Gujarati/How to use Unicode in creating Gujarati script

Introduction

This page contains an Indic script. Without sufficient text support you may see irregular vowel placements and no conjuncts. More...

Gujarati script is used to write Gujarati language. The topic first started as a stub, then became a sub-page under Gujarati script, and finally was flagged as a candidate for Wikibooks. Here, we would attempt to deal with a slightly complicated typography of the Gujarati script for the non-native users of the script, and also a slightly complicated manner in which it is implemented in Unicode. By the virtue of standardization, Unicode has tried to implement twelve South Asian Scripts with similar set of rules.

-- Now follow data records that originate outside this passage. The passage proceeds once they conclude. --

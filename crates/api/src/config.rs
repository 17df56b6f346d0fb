//! Runtime configuration for the ledger API service.
//!
//! Everything is environment-driven; there is no config file. The signing
//! key resolution order is: `SIGNING_PRIVATE_KEY_HEX`, then the key file,
//! then generate-and-persist so certificates survive restarts.

use anyhow::Result;
use garl_core::{CoreError, Signer};
use std::path::PathBuf;
use tracing::warn;

/// Default sliding-window capacity of the webhook event queue.
pub const DEFAULT_EVENT_QUEUE_CAPACITY: usize = 1024;

/// Runtime configuration for the GARL API server.
#[derive(Debug, Clone)]
pub struct RuntimeConfig {
    /// SQLite database URL.
    pub database_url: String,
    /// Listen port.
    pub port: u16,
    /// Hex-encoded signing key, if configured.
    pub signing_private_key_hex: Option<String>,
    /// Where a generated signing key is persisted.
    pub signing_key_file: PathBuf,
    /// CORS origins; empty means permissive.
    pub allowed_origins: Vec<String>,
    /// Whether compliance reads require an API key.
    pub read_auth_enabled: bool,
}

impl RuntimeConfig {
    /// Build runtime configuration from environment variables.
    pub fn from_env() -> Result<Self> {
        let database_url =
            std::env::var("DATABASE_URL").unwrap_or_else(|_| "sqlite://garl.db".to_string());
        let port: u16 = std::env::var("PORT")
            .ok()
            .and_then(|v| v.parse().ok())
            .unwrap_or(8080);

        let signing_private_key_hex = std::env::var("SIGNING_PRIVATE_KEY_HEX")
            .ok()
            .map(|v| v.trim().to_string())
            .filter(|v| !v.is_empty());

        let signing_key_file = std::env::var("SIGNING_KEY_FILE")
            .map(PathBuf::from)
            .unwrap_or_else(|_| PathBuf::from("garl_signing_key.hex"));

        let allowed_origins = std::env::var("ALLOWED_ORIGINS")
            .map(|raw| {
                raw.split(',')
                    .map(|o| o.trim().to_string())
                    .filter(|o| !o.is_empty())
                    .collect()
            })
            .unwrap_or_default();

        let read_auth_enabled = parse_env_bool("READ_AUTH_ENABLED")?.unwrap_or(false);

        Ok(Self {
            database_url,
            port,
            signing_private_key_hex,
            signing_key_file,
            allowed_origins,
            read_auth_enabled,
        })
    }

    /// Deterministic test configuration over a given database.
    pub fn for_test(database_url: impl Into<String>, signing_key_file: PathBuf) -> Self {
        Self {
            database_url: database_url.into(),
            port: 0,
            signing_private_key_hex: None,
            signing_key_file,
            allowed_origins: Vec::new(),
            read_auth_enabled: false,
        }
    }

    /// Resolve the process-wide signer.
    ///
    /// A malformed configured key is fatal; a missing key is generated
    /// once and persisted to [`RuntimeConfig::signing_key_file`].
    pub fn build_signer(&self) -> std::result::Result<Signer, CoreError> {
        if let Some(hex_key) = &self.signing_private_key_hex {
            return Signer::from_hex(hex_key);
        }

        if let Ok(stored) = std::fs::read_to_string(&self.signing_key_file) {
            return Signer::from_hex(stored.trim());
        }

        let (signer, private_hex) = Signer::generate();
        if let Err(err) = std::fs::write(&self.signing_key_file, &private_hex) {
            warn!(
                "Could not persist generated signing key to {}: {}. \
                 Certificates will not survive a restart.",
                self.signing_key_file.display(),
                err
            );
        } else {
            warn!(
                "SIGNING_PRIVATE_KEY_HEX not set; generated a key and saved it to {}",
                self.signing_key_file.display()
            );
        }
        Ok(signer)
    }
}

fn parse_env_bool(name: &str) -> Result<Option<bool>> {
    let Ok(raw) = std::env::var(name) else {
        return Ok(None);
    };
    let normalized = raw.trim().to_ascii_lowercase();
    let value = match normalized.as_str() {
        "1" | "true" | "yes" | "y" | "on" => true,
        "0" | "false" | "no" | "n" | "off" => false,
        _ => {
            return Err(anyhow::anyhow!(
                "Invalid {} (expected boolean-like value)",
                name
            ))
        }
    };
    Ok(Some(value))
}
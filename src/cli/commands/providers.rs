//! Provider listing and URL dispatch checks.

use url::Url;

use crate::providers::ProviderRegistry;

/// List every registered provider with its domains
pub fn cmd_providers(registry: &ProviderRegistry) {
    println!("Supported providers ({})", registry.len());
    println!("=======================");

    let mut providers: Vec<_> = registry.providers().collect();
    providers.sort_by_key(|p| p.name());

    for provider in providers {
        println!("{}", provider.name());
        println!("  Domains: {}", provider.supported_domains().join(", "));
        println!("  Icon:    {}", provider.favicon());
    }
}

/// What the registry would do with a URL
#[derive(Debug, PartialEq)]
enum CheckOutcome {
    /// A provider handles it; the release ID if it could be extracted
    Supported {
        provider: &'static str,
        id: Option<String>,
    },
    /// The domain is known, but not this kind of page
    UnsupportedPage { provider: &'static str },
    UnknownDomain,
}

fn check_url(registry: &ProviderRegistry, url: &Url) -> CheckOutcome {
    match registry.get_provider_by_domain(url) {
        Some(provider) if provider.supports_url(url) => CheckOutcome::Supported {
            provider: provider.name(),
            id: provider.extract_id(url),
        },
        Some(provider) => CheckOutcome::UnsupportedPage {
            provider: provider.name(),
        },
        None => CheckOutcome::UnknownDomain,
    }
}

/// Show which provider would handle `raw_url`
pub fn cmd_check(registry: &ProviderRegistry, raw_url: &str) -> anyhow::Result<()> {
    let url = Url::parse(raw_url.trim())
        .map_err(|e| crate::error::Error::invalid_url(raw_url, e))?;

    match check_url(registry, &url) {
        CheckOutcome::Supported { provider, id } => {
            println!("Provider: {}", provider);
            match id {
                Some(id) => println!("ID:       {}", id),
                None => println!("ID:       (none)"),
            }
        }
        CheckOutcome::UnsupportedPage { provider } => {
            println!("{} handles this domain, but not this kind of page", provider);
        }
        CheckOutcome::UnknownDomain => {
            println!("No provider for {}", url.host_str().unwrap_or(raw_url));
        }
    }
    Ok(())
}

#[cfg(test)]
mod tests {
    use super::*;
    use crate::config::Config;
    use crate::test_utils::{MockFetcher, mock_http, url};

    fn registry() -> ProviderRegistry {
        ProviderRegistry::with_default_providers(&mock_http(MockFetcher::new()), &Config::default())
            .unwrap()
    }

    #[test]
    fn test_check_supported_url() {
        let outcome = check_url(
            &registry(),
            &url("https://www.qobuz.com/fr-fr/album/some-title/0060075354770"),
        );
        assert_eq!(
            outcome,
            CheckOutcome::Supported {
                provider: "Qobuz",
                id: Some("0060075354770".to_string()),
            }
        );
    }

    #[test]
    fn test_check_unsupported_page() {
        let outcome = check_url(&registry(), &url("https://open.spotify.com/artist/12345"));
        assert_eq!(
            outcome,
            CheckOutcome::UnsupportedPage {
                provider: "Spotify"
            }
        );
    }

    #[test]
    fn test_check_unknown_domain() {
        let outcome = check_url(&registry(), &url("https://example.com/album/1"));
        assert_eq!(outcome, CheckOutcome::UnknownDomain);
    }

    #[test]
    fn test_check_rejects_garbage() {
        assert!(cmd_check(&registry(), "not a url").is_err());
    }
}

This means that once you know How to use Unicode in creating Gujarati script, you may apply somewhat similar methodology for other Indic scripts like Devanagari, Bengali, Gurumukhi, at al; provided you have the basic knowledge and the required fluency in the respective writing system.

The Basics

Gujarati alphabet mainly includes 34 consonants (ornamented sounds), 2 compound characters that are treated as consonants (not lexically though), and 14 vowels (pure sounds). Overall, the writing system comprises 94 legitimate and recognized distinct symbols or shapes. In the current Unicode 4.1 implementation, however, only some of these symbols have been incorporated as glyphs or shapes. The remaining shapes are created by conjunctions.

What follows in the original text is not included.